We demonstrate by direct comparison with experimental observations that surprisingly many aspects of multi-cellular spheroids growing in liquid suspensions can be explained by a single-cell-based model that approximates complex biological cells by homogeneous elastic adhesive objects capable to migrate, grow and divide in a lattice-free space (e.g. Drasdo and Hoehme, Phys. Biol. 2005; Galle, Loeffler, Drasdo, Biophys. J. 2005).
A model cell is parameterized by effective quantities that can all be experimentally measured, for example, its material constants, the surface density of cell-cell and cell-surface adhesion molecules, its diffusion constant, and its cycle time.
The expansion kinetics of multi-cellular spheroids can largely be explained by a biomechanical form of contact inhibition that leads to an inherent link between the entrance into the cell cycle at the local degree of deformation or compression.
This complies with recent findings on the important role of biomechanics in tissue growth (e.g. Helmlinger et.al., Nat. Biotech. 1997; Nelson et. al.; Shraiman; Ingber, all PNAS 2005).
We find that besides the temporal development of the cell population size and the tumor diameter, the cell size, the spatial distribution of cell sizes within the multicellular spheroid and the spatial structure are correctly reproduced.
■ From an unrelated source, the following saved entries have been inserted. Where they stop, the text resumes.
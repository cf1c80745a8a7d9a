//! Vector index: embedding storage, cosine search, metadata filters, persistence.

pub mod index;
pub mod store;
pub mod vector;

pub use index::{IndexStats, VectorIndex};

use serde::Serialize;

/// Free-form per-document metadata
pub type Metadata = serde_json::Map<String, serde_json::Value>;

/// A stored document and its embedding
#[derive(Debug, Clone)]
pub struct DocumentRecord {
    pub text: String,
    pub embedding: Vec<f32>,
    pub metadata: Metadata,
}

/// One ranked search result
#[derive(Debug, Clone, PartialEq, Serialize)]
pub struct SearchHit {
    pub doc_id: String,
    pub score: f32,
    /// 1-based position in the returned list
    pub rank: usize,
}
use crate::nlp::gazetteer::{is_stopword, verb_lemma};
use indexmap::IndexMap;

const INVARIANT: &[&str] = &["series", "species", "news", "physics", "mathematics"];

/// Reduce a lowercased word to a crude lemma (plural and third-person forms).
pub fn lemmatize(word: &str) -> String {
    if INVARIANT.contains(&word) {
        return word.to_string();
    }
    let len = word.len();
    if len > 4 && word.ends_with("ies") {
        return format!("{}y", &word[..len - 3]);
    }
    if word.ends_with("sses") {
        return word[..len - 2].to_string();
    }
    if len > 3
        && word.ends_with('s')
        && !word.ends_with("ss")
        && !word.ends_with("us")
        && !word.ends_with("is")
    {
        return word[..len - 1].to_string();
    }
    word.to_string()
}

fn is_candidate(word: &str) -> bool {
    word.chars().count() > 2
        && word.chars().all(|c| c.is_alphabetic() || c == '-')
        && !is_stopword(word)
        && verb_lemma(word).is_none()
}

/// Most frequent content lemmas, ties broken by first occurrence.
pub fn top_keywords<'a>(words: impl IntoIterator<Item = &'a str>, max_keywords: usize) -> Vec<String> {
    let mut counts: IndexMap<String, usize> = IndexMap::new();

    for word in words {
        let lower = word.to_lowercase();
        if !is_candidate(&lower) {
            continue;
        }
        *counts.entry(lemmatize(&lower)).or_insert(0) += 1;
    }

    let mut ranked: Vec<(usize, String, usize)> = counts
        .into_iter()
        .enumerate()
        .map(|(order, (lemma, count))| (order, lemma, count))
        .collect();
    ranked.sort_by(|a, b| b.2.cmp(&a.2).then(a.0.cmp(&b.0)));

    ranked
        .into_iter()
        .take(max_keywords)
        .map(|(_, lemma, _)| lemma)
        .collect()
}
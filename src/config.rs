use anyhow::{Context, Result};
use serde::Deserialize;
use std::path::{Path, PathBuf};

/// Main configuration structure
#[derive(Debug, Clone, Default, Deserialize)]
pub struct Config {
    #[serde(default)]
    pub satqa: SatqaConfig,
    #[serde(default)]
    pub embeddings: EmbeddingsConfig,
    #[serde(default)]
    pub analyzer: AnalyzerConfig,
    #[serde(default)]
    pub retrieval: RetrievalConfig,
    #[serde(default)]
    pub llm: LlmConfig,
}

/// Storage and logging configuration
#[derive(Debug, Clone, Deserialize)]
pub struct SatqaConfig {
    /// Directory holding `graph.json` and `vectors.json`.
    #[serde(default = "default_data_dir")]
    pub data_dir: PathBuf,
    #[serde(default = "default_log_level")]
    pub log_level: String,
}

impl Default for SatqaConfig {
    fn default() -> Self {
        Self {
            data_dir: default_data_dir(),
            log_level: default_log_level(),
        }
    }
}

/// Embeddings configuration
#[derive(Debug, Clone, Deserialize)]
pub struct EmbeddingsConfig {
    /// `openai`, `hashing` or `none`.
    #[serde(default = "default_provider")]
    pub provider: String,
    #[serde(default = "default_embedding_model")]
    pub model: String,
    #[serde(default = "default_api_key_env")]
    pub api_key_env: String,
    #[serde(default = "default_batch_size")]
    pub batch_size: usize,
    #[serde(default = "default_dimensions")]
    pub dimensions: usize,
    #[serde(default = "default_cache_capacity")]
    pub cache_capacity: usize,
}

impl Default for EmbeddingsConfig {
    fn default() -> Self {
        Self {
            provider: default_provider(),
            model: default_embedding_model(),
            api_key_env: default_api_key_env(),
            batch_size: default_batch_size(),
            dimensions: default_dimensions(),
            cache_capacity: default_cache_capacity(),
        }
    }
}

/// Optional analyzer passes
#[derive(Debug, Clone, Deserialize)]
pub struct AnalyzerConfig {
    #[serde(default = "default_true")]
    pub ner_enabled: bool,
    #[serde(default = "default_true")]
    pub dependency_enabled: bool,
}

impl Default for AnalyzerConfig {
    fn default() -> Self {
        Self {
            ner_enabled: true,
            dependency_enabled: true,
        }
    }
}

/// Retrieval orchestrator configuration
#[derive(Debug, Clone, Deserialize)]
pub struct RetrievalConfig {
    #[serde(default = "default_top_k")]
    pub top_k: usize,
    #[serde(default = "default_context_entries")]
    pub context_entries: usize,
    #[serde(default = "default_related_per_entry")]
    pub related_per_entry: usize,
    #[serde(default = "default_history_limit")]
    pub history_limit: usize,
    /// Exchanges replayed to the chat model on each turn.
    #[serde(default = "default_history_window")]
    pub history_window: usize,
}

impl Default for RetrievalConfig {
    fn default() -> Self {
        Self {
            top_k: default_top_k(),
            context_entries: default_context_entries(),
            related_per_entry: default_related_per_entry(),
            history_limit: default_history_limit(),
            history_window: default_history_window(),
        }
    }
}

/// Chat completion configuration
#[derive(Debug, Clone, Deserialize)]
pub struct LlmConfig {
    #[serde(default)]
    pub enabled: bool,
    #[serde(default = "default_chat_model")]
    pub model: String,
    #[serde(default = "default_api_key_env")]
    pub api_key_env: String,
    #[serde(default = "default_base_url")]
    pub base_url: String,
    #[serde(default = "default_max_tokens")]
    pub max_tokens: u32,
    #[serde(default = "default_temperature")]
    pub temperature: f32,
}

impl Default for LlmConfig {
    fn default() -> Self {
        Self {
            enabled: false,
            model: default_chat_model(),
            api_key_env: default_api_key_env(),
            base_url: default_base_url(),
            max_tokens: default_max_tokens(),
            temperature: default_temperature(),
        }
    }
}

fn default_data_dir() -> PathBuf {
    PathBuf::from("./data")
}

fn default_log_level() -> String {
    "info".to_string()
}

fn default_provider() -> String {
    "hashing".to_string()
}

fn default_embedding_model() -> String {
    "text-embedding-3-small".to_string()
}

fn default_api_key_env() -> String {
    "OPENAI_API_KEY".to_string()
}

fn default_batch_size() -> usize {
    100
}

fn default_dimensions() -> usize {
    384
}

fn default_cache_capacity() -> usize {
    1000
}

fn default_true() -> bool {
    true
}

fn default_top_k() -> usize {
    5
}

fn default_context_entries() -> usize {
    3
}

fn default_related_per_entry() -> usize {
    3
}

fn default_history_limit() -> usize {
    10
}

fn default_history_window() -> usize {
    3
}

fn default_chat_model() -> String {
    "gpt-4o-mini".to_string()
}

fn default_base_url() -> String {
    "https://api.openai.com/v1".to_string()
}

fn default_max_tokens() -> u32 {
    1000
}

fn default_temperature() -> f32 {
    0.7
}

impl Config {
    /// Load configuration from file
    ///
    /// Loads environment variables from .env file (if present) before loading config.
    /// Looks for config file in this order:
    /// 1. Path specified in SATQA_CONFIG environment variable
    /// 2. ./config.toml in current directory
    pub fn load() -> Result<Self> {
        // .env is optional
        let _ = dotenv::dotenv();

        let config_path = std::env::var("SATQA_CONFIG")
            .map(PathBuf::from)
            .unwrap_or_else(|_| PathBuf::from("config.toml"));

        Self::load_from(&config_path)
    }

    /// Load and validate a specific config file.
    pub fn load_from(config_path: &Path) -> Result<Self> {
        let config_str = std::fs::read_to_string(config_path)
            .with_context(|| format!("Failed to read config file: {}", config_path.display()))?;

        let config: Config = toml::from_str(&config_str).context("Failed to parse config.toml")?;

        config.validate()?;

        Ok(config)
    }

    /// Validate configuration values
    pub fn validate(&self) -> Result<()> {
        if !matches!(
            self.embeddings.provider.as_str(),
            "openai" | "hashing" | "none"
        ) {
            anyhow::bail!(
                "embeddings.provider must be one of openai, hashing, none (got {})",
                self.embeddings.provider
            );
        }

        if self.embeddings.dimensions == 0 {
            anyhow::bail!("embeddings.dimensions must be greater than 0");
        }

        if self.embeddings.batch_size == 0 {
            anyhow::bail!("embeddings.batch_size must be greater than 0");
        }

        if self.retrieval.top_k == 0 {
            anyhow::bail!("retrieval.top_k must be greater than 0");
        }

        if self.retrieval.context_entries > self.retrieval.top_k {
            anyhow::bail!("retrieval.context_entries must not exceed retrieval.top_k");
        }

        if self.retrieval.history_limit == 0 {
            anyhow::bail!("retrieval.history_limit must be greater than 0");
        }

        if self.retrieval.history_window > self.retrieval.history_limit {
            anyhow::bail!("retrieval.history_window must not exceed retrieval.history_limit");
        }

        if !(0.0..=2.0).contains(&self.llm.temperature) {
            anyhow::bail!("llm.temperature must be between 0.0 and 2.0");
        }

        Ok(())
    }

    /// Path of the persisted graph snapshot
    pub fn graph_path(&self) -> PathBuf {
        self.satqa.data_dir.join("graph.json")
    }

    /// Path of the persisted vector index
    pub fn index_path(&self) -> PathBuf {
        self.satqa.data_dir.join("vectors.json")
    }
}
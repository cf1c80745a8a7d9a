//! Canned and graph-backed answers per query intent, used when no chat model
//! answers.

use crate::graph::{normalize_entity_id, EntityInfo, KnowledgeGraph};
use crate::nlp::{ExtractedEntity, Intent};

const ENTITIES_CONSIDERED: usize = 3;
const RELATED_SHOWN: usize = 3;

const DATA_SEARCH_GUIDE: &str = "\
To search for data on MOSDAC portal:
1. Visit the Data section
2. Use the search filters to narrow down by:
   - Satellite/Mission
   - Product type
   - Date range
   - Geographic region
3. Preview and download the required datasets

Popular data products include:
- Sea Surface Temperature (SST)
- Ocean Color/Chlorophyll
- Wind Speed and Direction
- Land Cover data
- Bathymetry data";

const DATA_SEARCH_UNRESOLVED: &str = "I can help you find specific datasets. Please specify which satellite data or product you're looking for.";

const HOW_TO_GUIDE: &str = "\
Here are common procedures for the MOSDAC portal:

**How to download data:**
1. Register/Login to your MOSDAC account
2. Navigate to the Data section
3. Use search filters to find your dataset
4. Select the data and add to cart
5. Proceed to download

**How to visualize data:**
1. Use the Visualization tools in the portal
2. Select your dataset and region of interest
3. Choose visualization parameters
4. Generate maps, plots, or animations

**How to access via API:**
1. Obtain API credentials from your profile
2. Use the documented API endpoints
3. Authenticate your requests
4. Retrieve data programmatically

Need help with a specific procedure? Please let me know!";

const MOSDAC_OVERVIEW: &str = "\
MOSDAC (Meteorological and Oceanographic Satellite Data Archival Centre) is India's premier facility for:

- **Satellite Data Management**: Archiving and distributing ocean and atmospheric data
- **Data Products**: Processing raw satellite data into useful scientific products
- **User Services**: Providing data access, visualization, and analysis tools
- **Research Support**: Supporting oceanographic and meteorological research

Key features include data from ISRO satellites like OCEANSAT, INSAT, CARTOSAT, and international missions.";

const HELP_TOPICS: &str = "\
I'm here to help you with MOSDAC portal! I can assist with:

**Satellite Data**
- Information about satellite missions and instruments
- Available data products and their specifications
- Data quality and processing levels

**Data Access**
- How to search and find datasets
- Download procedures and formats
- API access and programmatic retrieval

**Visualization Tools**
- Creating maps and plots
- Animation and time-series tools
- Subsetting and analysis features

**Account & Support**
- Registration and login issues
- User profile management
- Technical support contacts

What specific area would you like help with?";

const GENERAL_REPLY: &str = "I'm here to help you with MOSDAC portal information. Please feel free to ask about satellite data, download procedures, visualization tools, or any specific datasets you're looking for.";

/// Answer a query from its intent and detected entities alone.
pub fn intent_response(intent: Intent, entities: &[ExtractedEntity], graph: &KnowledgeGraph) -> String {
    match intent {
        Intent::SearchData => data_search(entities, graph),
        Intent::HowTo => HOW_TO_GUIDE.to_string(),
        Intent::WhatIs | Intent::Information => what_is(entities, graph),
        Intent::Help => HELP_TOPICS.to_string(),
        Intent::WhereIs | Intent::WhenIs | Intent::General => GENERAL_REPLY.to_string(),
    }
}

/// Look up a detected mention: exact normalised id first, then a
/// case-insensitive match.
pub fn resolve_entity(graph: &KnowledgeGraph, mention: &str) -> Option<EntityInfo> {
    let id = normalize_entity_id(mention);
    if let Some(info) = graph.get_entity_info(&id) {
        return Some(info);
    }
    let lower = id.to_lowercase();
    let matched = graph.entity_ids().find(|candidate| candidate.to_lowercase() == lower)?;
    graph.get_entity_info(matched)
}

fn data_search(entities: &[ExtractedEntity], graph: &KnowledgeGraph) -> String {
    if entities.is_empty() {
        return DATA_SEARCH_GUIDE.to_string();
    }

    let infos: Vec<EntityInfo> = entities
        .iter()
        .take(ENTITIES_CONSIDERED)
        .filter_map(|e| resolve_entity(graph, &e.text))
        .collect();

    if infos.is_empty() {
        return DATA_SEARCH_UNRESOLVED.to_string();
    }

    let mut response = String::from("Based on your query, here's information about the requested data:\n\n");
    for info in &infos {
        response.push_str(&format!("**{}** ({})\n", info.entity, info.entity_type));
        response.push_str(&format!("- {}\n", description_or(info, "No description available")));
        if !info.related_entities.is_empty() {
            let related: Vec<&str> = info
                .related_entities
                .iter()
                .take(RELATED_SHOWN)
                .map(|r| r.entity.as_str())
                .collect();
            response.push_str(&format!("- Related: {}\n", related.join(", ")));
        }
        response.push('\n');
    }
    response
}

fn what_is(entities: &[ExtractedEntity], graph: &KnowledgeGraph) -> String {
    let Some(info) = entities.first().and_then(|e| resolve_entity(graph, &e.text)) else {
        return MOSDAC_OVERVIEW.to_string();
    };

    let mut response = format!(
        "**{}** is {}.",
        info.entity,
        description_or(&info, "a component of the MOSDAC system")
    );
    if !info.related_entities.is_empty() {
        let related: Vec<String> = info
            .related_entities
            .iter()
            .take(RELATED_SHOWN)
            .map(|r| format!("{} ({})", r.entity, r.relation))
            .collect();
        response.push_str(&format!("\n\nIt is related to: {}", related.join(", ")));
    }
    response
}

fn description_or<'a>(info: &'a EntityInfo, fallback: &'a str) -> &'a str {
    if info.attributes.description.is_empty() {
        fallback
    } else {
        &info.attributes.description
    }
}

#[cfg(test)]
mod tests {
    use super::*;
    use crate::embeddings::{EmbeddingBackend, HashingEmbedder};
    use crate::nlp::TextAnalyzer;
    use crate::search::VectorIndex;

    async fn seeded() -> KnowledgeGraph {
        let mut graph = KnowledgeGraph::new(VectorIndex::new(Some(EmbeddingBackend::Hashing(
            HashingEmbedder::new(128),
        ))));
        graph.initialize_base_entities().await;
        graph
    }

    fn respond(query: &str, graph: &KnowledgeGraph) -> String {
        let analysis = TextAnalyzer::default().preprocess_query(query);
        intent_response(analysis.intent, &analysis.entities, graph)
    }

    #[tokio::test]
    async fn test_what_is_known_entity() {
        let graph = seeded().await;
        assert_eq!(
            respond("What is SST?", &graph),
            "**SST** is Sea Surface Temperature data.\n\nIt is related to: INSAT (inverse_generates)"
        );
    }

    #[tokio::test]
    async fn test_what_is_resolves_case_insensitively() {
        let graph = seeded().await;
        assert!(respond("explain bathymetry", &graph).starts_with("**Bathymetry** is Ocean depth measurements."));
    }

    #[tokio::test]
    async fn test_what_is_falls_back_to_overview() {
        let graph = seeded().await;
        assert_eq!(respond("What is this portal?", &graph), MOSDAC_OVERVIEW);
    }

    #[tokio::test]
    async fn test_data_search() {
        let graph = seeded().await;

        let answer = respond("Find OCEANSAT products", &graph);
        assert!(answer.starts_with("Based on your query"));
        assert!(answer.contains("**OCEANSAT** (SATELLITE)\n- Ocean observation satellite series\n- Related: Chlorophyll, Wind_Data\n"));

        assert_eq!(respond("search the archive", &graph), DATA_SEARCH_GUIDE);
        assert_eq!(respond("download NDVI", &graph), DATA_SEARCH_UNRESOLVED);
    }

    #[tokio::test]
    async fn test_static_handlers() {
        let graph = seeded().await;
        assert_eq!(respond("How do I register?", &graph), HOW_TO_GUIDE);
        assert_eq!(respond("I have a problem logging in", &graph), HELP_TOPICS);
        assert_eq!(respond("Good morning", &graph), GENERAL_REPLY);
    }
}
For spheroids growing in an environment of other cells (co-cultures) our model predicts a saturation kinetics and an instability if the motility of the embedding cells is small or cell-cell aggregation clusters form as a consequence of strong cell-cell adhesion. In this case the cell population grows into the direction of least mechanical resistance.
We suggest using our model as an interface between the molecular and multi-cellular scale in the systems biology of multi-cellular systems where an understanding requires analyzing the interplay of many time and lengths scales from the molecular to the multi-cellular scale. On one hand the effective model parameters subsume the effect of molecular regulation on the cellular phenotype; on the other hand, the assumptions on the level of an individual cell necessary to reproduce a certain multi-cellular phenotype give hints on the potential function of intracellular regulatory networks and signal pathways.
Along this line of argument we illustrate that an active down-or up-regulation of the cell stiffness can significantly affect the multi-cellular growth pattern.